Veterinary medical students Katie Crites, Zach Dielmann, and Jessica Haynes accompanied Dr. Larry Johnson, from the Texas A&M College of Veterinary Medicine & Biomedical Sciences (CVM), to represent the Partnership for Environmental Education and Rural Health (PEER) program as presenters at the Voelcker Biosciences Teacher Academy (VBTA) Spring Conference at The University of Texas Health Science Center, San Antonio, on Feb. 4, 2017. One of the missions of VBTA is to improve math, science, and health education through professional development opportunities. PEER hosted three sessions featuring its veterinary medical and STEM (science, technology, engineering, and mathematics) K-12 curriculum.

Johnson presented “Cells in Animals and Plants,” during which teachers examined the differences in plant and animal cell organelles, structure, and function through vivid microscopic images of plant cells and animal cells—including blood, muscle, and epithelium.
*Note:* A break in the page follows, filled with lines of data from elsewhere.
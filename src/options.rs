//! Caller-facing render options.
//!
//! Options arrive as a loose key/value map (usually JSON). The keys the
//! renderer understands are lifted into typed fields; everything else is kept
//! in [`RenderOptions::extra`] and forwarded to document export.

use std::fmt;

use serde::{Deserialize, Serialize};
use serde_json::{Map, Value};

use crate::{PrinterError, Result};

const PX_PER_INCH: f64 = 96.0;
const CM_PER_INCH: f64 = 2.54;

/// Output requested by the caller, after `jpg` normalization.
#[derive(Debug, Clone, Default, PartialEq, Eq)]
pub enum OutputKind {
    #[default]
    Pdf,
    Png,
    Jpeg,
    /// A type the renderer cannot capture. The raw value is kept for logging.
    Unrecognized(String),
}

impl OutputKind {
    pub fn parse(raw: &str) -> Self {
        match raw.to_ascii_lowercase().as_str() {
            "pdf" => OutputKind::Pdf,
            "png" => OutputKind::Png,
            "jpg" | "jpeg" => OutputKind::Jpeg,
            _ => OutputKind::Unrecognized(raw.to_string()),
        }
    }

    /// File extension used for the destination path.
    pub fn extension(&self) -> String {
        match self {
            OutputKind::Pdf => "pdf".to_string(),
            OutputKind::Png => "png".to_string(),
            OutputKind::Jpeg => "jpeg".to_string(),
            OutputKind::Unrecognized(raw) => {
                let cleaned: String = raw
                    .chars()
                    .filter(|c| c.is_ascii_alphanumeric())
                    .collect::<String>()
                    .to_ascii_lowercase();
                if cleaned.is_empty() {
                    "bin".to_string()
                } else {
                    cleaned
                }
            }
        }
    }
}

impl fmt::Display for OutputKind {
    fn fmt(&self, f: &mut fmt::Formatter<'_>) -> fmt::Result {
        match self {
            OutputKind::Unrecognized(raw) => write!(f, "{raw}"),
            other => write!(f, "{}", other.extension()),
        }
    }
}

/// A page length: bare numbers are CSS pixels, strings may carry `px`, `in`, `cm` or `mm`.
#[derive(Debug, Clone, PartialEq, Serialize, Deserialize)]
#[serde(untagged)]
pub enum Dimension {
    Pixels(f64),
    Text(String),
}

impl Dimension {
    pub fn to_inches(&self) -> Result<f64> {
        match self {
            Dimension::Pixels(px) => Ok(px / PX_PER_INCH),
            Dimension::Text(text) => {
                let text = text.trim();
                let lower = text.to_ascii_lowercase();
                let (number, divisor) = if let Some(n) = lower.strip_suffix("px") {
                    (n, PX_PER_INCH)
                } else if let Some(n) = lower.strip_suffix("in") {
                    (n, 1.0)
                } else if let Some(n) = lower.strip_suffix("cm") {
                    (n, CM_PER_INCH)
                } else if let Some(n) = lower.strip_suffix("mm") {
                    (n, CM_PER_INCH * 10.0)
                } else {
                    (lower.as_str(), PX_PER_INCH)
                };
                let value: f64 = number.trim().parse().map_err(|_| {
                    PrinterError::invalid_options(format!("Invalid length: '{text}'"))
                })?;
                Ok(value / divisor)
            }
        }
    }

    /// Whole CSS pixels, rounded; used for viewports.
    pub fn to_pixels(&self) -> Result<u32> {
        let px = match self {
            Dimension::Pixels(px) => *px,
            Dimension::Text(_) => self.to_inches()? * PX_PER_INCH,
        };
        if !px.is_finite() || px < 0.0 {
            return Err(PrinterError::invalid_options(format!(
                "Invalid pixel size: {px}"
            )));
        }
        Ok(px.round() as u32)
    }

    /// Mirrors the "truthy" check callers rely on: zero and empty values count as absent.
    pub fn is_set(&self) -> bool {
        match self {
            Dimension::Pixels(px) => *px != 0.0 && !px.is_nan(),
            Dimension::Text(text) => !text.trim().is_empty(),
        }
    }
}

impl From<u32> for Dimension {
    fn from(px: u32) -> Self {
        Dimension::Pixels(f64::from(px))
    }
}

impl From<&str> for Dimension {
    fn from(text: &str) -> Self {
        Dimension::Text(text.to_string())
    }
}

/// Options accepted by [`crate::Printer::render_page`].
#[derive(Debug, Clone, Default, PartialEq, Serialize, Deserialize)]
#[serde(rename_all = "camelCase")]
pub struct RenderOptions {
    /// `pdf`, `png`, `jpg` or `jpeg`; defaults to `pdf`.
    #[serde(rename = "type", default, skip_serializing_if = "Option::is_none")]
    pub kind: Option<String>,
    #[serde(default)]
    pub secure: bool,
    #[serde(default, skip_serializing_if = "Option::is_none")]
    pub subdomain: Option<String>,
    #[serde(default, skip_serializing_if = "Option::is_none")]
    pub width: Option<Dimension>,
    #[serde(default, skip_serializing_if = "Option::is_none")]
    pub height: Option<Dimension>,
    /// Remaining keys, forwarded verbatim to document export.
    #[serde(flatten)]
    pub extra: Map<String, Value>,
}

impl RenderOptions {
    pub fn new() -> Self {
        Self::default()
    }

    /// Parses options from a JSON object such as `{"type": "png", "width": 1024}`.
    pub fn from_value(value: Value) -> Result<Self> {
        if !value.is_object() {
            return Err(PrinterError::invalid_options(
                "render options must be a JSON object",
            ));
        }
        Ok(serde_json::from_value(value)?)
    }

    pub fn with_type(mut self, kind: impl Into<String>) -> Self {
        self.kind = Some(kind.into());
        self
    }

    pub fn secure(mut self, secure: bool) -> Self {
        self.secure = secure;
        self
    }

    pub fn with_subdomain(mut self, subdomain: impl Into<String>) -> Self {
        self.subdomain = Some(subdomain.into());
        self
    }

    pub fn with_size(mut self, width: impl Into<Dimension>, height: impl Into<Dimension>) -> Self {
        self.width = Some(width.into());
        self.height = Some(height.into());
        self
    }

    pub fn with_width(mut self, width: impl Into<Dimension>) -> Self {
        self.width = Some(width.into());
        self
    }

    pub fn with_height(mut self, height: impl Into<Dimension>) -> Self {
        self.height = Some(height.into());
        self
    }

    pub fn with_option(mut self, key: impl Into<String>, value: impl Into<Value>) -> Self {
        self.extra.insert(key.into(), value.into());
        self
    }

    pub fn output_kind(&self) -> OutputKind {
        self.kind
            .as_deref()
            .map(OutputKind::parse)
            .unwrap_or_default()
    }

    pub(crate) fn width_set(&self) -> bool {
        self.width.as_ref().is_some_and(Dimension::is_set)
    }

    pub(crate) fn height_set(&self) -> bool {
        self.height.as_ref().is_some_and(Dimension::is_set)
    }
}

#[cfg(test)]
mod tests {
    use super::*;
    use serde_json::json;

    #[test]
    fn output_kind_defaults_to_pdf() {
        assert_eq!(RenderOptions::new().output_kind(), OutputKind::Pdf);
    }

    #[test]
    fn jpg_normalizes_to_jpeg() {
        let kind = OutputKind::parse("jpg");
        assert_eq!(kind, OutputKind::Jpeg);
        assert_eq!(kind.extension(), "jpeg");
        assert_eq!(OutputKind::parse("JPEG"), OutputKind::Jpeg);
    }

    #[test]
    fn unrecognized_kind_keeps_raw_value_and_sanitizes_extension() {
        let kind = OutputKind::parse("../bmp");
        assert_eq!(kind, OutputKind::Unrecognized("../bmp".to_string()));
        assert_eq!(kind.extension(), "bmp");
        assert_eq!(kind.to_string(), "../bmp");
        assert_eq!(OutputKind::parse("..").extension(), "bin");
    }

    #[test]
    fn from_value_splits_known_and_extra_keys() {
        let opts = RenderOptions::from_value(json!({
            "type": "png",
            "secure": true,
            "subdomain": "acme",
            "width": 1024,
            "height": "768px",
            "landscape": true,
            "margin": {"top": "2cm"}
        }))
        .unwrap();

        assert_eq!(opts.output_kind(), OutputKind::Png);
        assert!(opts.secure);
        assert_eq!(opts.subdomain.as_deref(), Some("acme"));
        assert_eq!(opts.width, Some(Dimension::Pixels(1024.0)));
        assert_eq!(opts.height, Some(Dimension::Text("768px".to_string())));
        assert_eq!(opts.extra.len(), 2);
        assert_eq!(opts.extra["landscape"], json!(true));
    }

    #[test]
    fn from_value_rejects_non_objects() {
        assert!(RenderOptions::from_value(json!(["pdf"])).is_err());
    }

    #[test]
    fn dimension_units_convert_to_inches() {
        let close = |a: f64, b: f64| (a - b).abs() < 1e-9;
        assert!(close(Dimension::Pixels(96.0).to_inches().unwrap(), 1.0));
        assert!(close(Dimension::from("8.5in").to_inches().unwrap(), 8.5));
        assert!(close(Dimension::from("2.54cm").to_inches().unwrap(), 1.0));
        assert!(close(Dimension::from("25.4mm").to_inches().unwrap(), 1.0));
        assert!(close(Dimension::from("192").to_inches().unwrap(), 2.0));
        assert!(Dimension::from("wide").to_inches().is_err());
    }

    #[test]
    fn dimension_to_pixels_rounds() {
        assert_eq!(Dimension::from("1in").to_pixels().unwrap(), 96);
        assert_eq!(Dimension::Pixels(1023.6).to_pixels().unwrap(), 1024);
        assert!(Dimension::Pixels(-5.0).to_pixels().is_err());
    }

    #[test]
    fn zero_dimensions_are_not_set() {
        let opts = RenderOptions::new().with_size(0u32, "");
        assert!(!opts.width_set());
        assert!(!opts.height_set());
    }
}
They also discussed the interaction of cell structure and function.

Crites and Haynes presented “Animal Behavior,” a lesson that demonstrated how traits enhance the ability of a species to survive and distinguish between inherited traits and learned behaviors. Teachers had the opportunity to distinguish between adaptations and mutations and describe how adaptations change over generations through the PEER developed board game “Adaptation Island.”
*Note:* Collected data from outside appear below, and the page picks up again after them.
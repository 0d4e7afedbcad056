use std::collections::HashSet;
use std::time::Duration;

use futures::{Stream, StreamExt};

/// Request lifecycle events, keyed by the browser's request id.
#[derive(Debug, Clone, PartialEq, Eq)]
pub enum RequestEvent {
    Sent(String),
    Finished(String),
}

/// Resolves once no request has been in flight for `window`.
///
/// Every event restarts the quiet period. Returns early if the event stream
/// ends (the page or browser went away). There is no upper bound: a page that
/// keeps requests open keeps this waiting.
pub async fn wait_for_network_idle<S>(events: S, window: Duration)
where
    S: Stream<Item = RequestEvent> + Unpin,
{
    let mut events = events.fuse();
    let mut in_flight: HashSet<String> = HashSet::new();

    loop {
        tokio::select! {
            event = events.next() => match event {
                Some(RequestEvent::Sent(id)) => {
                    in_flight.insert(id);
                }
                Some(RequestEvent::Finished(id)) => {
                    in_flight.remove(&id);
                }
                None => return,
            },
            _ = tokio::time::sleep(window), if in_flight.is_empty() => return,
        }
    }
}

#[cfg(test)]
mod tests {
    use super::*;
    use futures::stream;
    use tokio::sync::mpsc;
    use tokio::time::Instant;

    #[tokio::test(start_paused = true)]
    async fn resolves_after_quiet_window_with_no_traffic() {
        let (_tx, rx) = mpsc::unbounded_channel::<RequestEvent>();
        let events = tokio_stream_from(rx);
        let start = Instant::now();
        wait_for_network_idle(events, Duration::from_millis(500)).await;
        assert!(start.elapsed() >= Duration::from_millis(500));
    }

    #[tokio::test(start_paused = true)]
    async fn waits_for_in_flight_requests_to_finish() {
        let (tx, rx) = mpsc::unbounded_channel();
        tx.send(RequestEvent::Sent("1".to_string())).unwrap();

        let sender = tokio::spawn(async move {
            tokio::time::sleep(Duration::from_secs(3)).await;
            tx.send(RequestEvent::Finished("1".to_string())).unwrap();
            // Keep the stream open past the quiet window.
            tokio::time::sleep(Duration::from_secs(10)).await;
            drop(tx);
        });

        let start = Instant::now();
        wait_for_network_idle(tokio_stream_from(rx), Duration::from_millis(500)).await;
        let elapsed = start.elapsed();
        assert!(elapsed >= Duration::from_millis(3500), "{elapsed:?}");
        assert!(elapsed < Duration::from_secs(4), "{elapsed:?}");
        sender.abort();
    }

    #[tokio::test]
    async fn ended_stream_stops_waiting() {
        let events = stream::iter(vec![RequestEvent::Sent("a".to_string())]);
        // Would otherwise wait forever on "a".
        wait_for_network_idle(events, Duration::from_secs(3600)).await;
    }

    fn tokio_stream_from(
        mut rx: mpsc::UnboundedReceiver<RequestEvent>,
    ) -> impl Stream<Item = RequestEvent> + Unpin {
        Box::pin(stream::poll_fn(move |cx| rx.poll_recv(cx)))
    }
}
Deilmann presented “Healthy Pet, Healthy You–Physical Exams,” during which teachers were shown the application of the scientific method in the real world through physical exams. Teachers stepped into the role of doctors to understand the relationship between the veterinarian’s use of medical history (gathering information), diagnosing patients, and scientific processes standards (making observations and inferences, collecting data, forming hypotheses, and drawing conclusions).

Providing meaningful connections between the science standards required in classrooms and real-world science is essential in engaging and motivating students to pursue science careers. Teachers who participated in the PEER sessions will now have additional resources in their toolkits to provide these connections.

Girl Scout STEMfest

Veterinary medical students Jade Haberman and Danielle Garnier hosted a PEER booth at the Girl Scout STEMfest on Feb. 4, 2017. Haberman and Garnier spoke with elementary- to high school-aged girls about anatomy, including the similarities and differences in anatomical structure and function between animals and humans. Veterinary students were able to further enhance their knowledge of anatomy in a fun and beneficial way through their interactions with the Girl Scouts. Events like this allow CVM students to give back to the community while inspiring others to follow in their footsteps.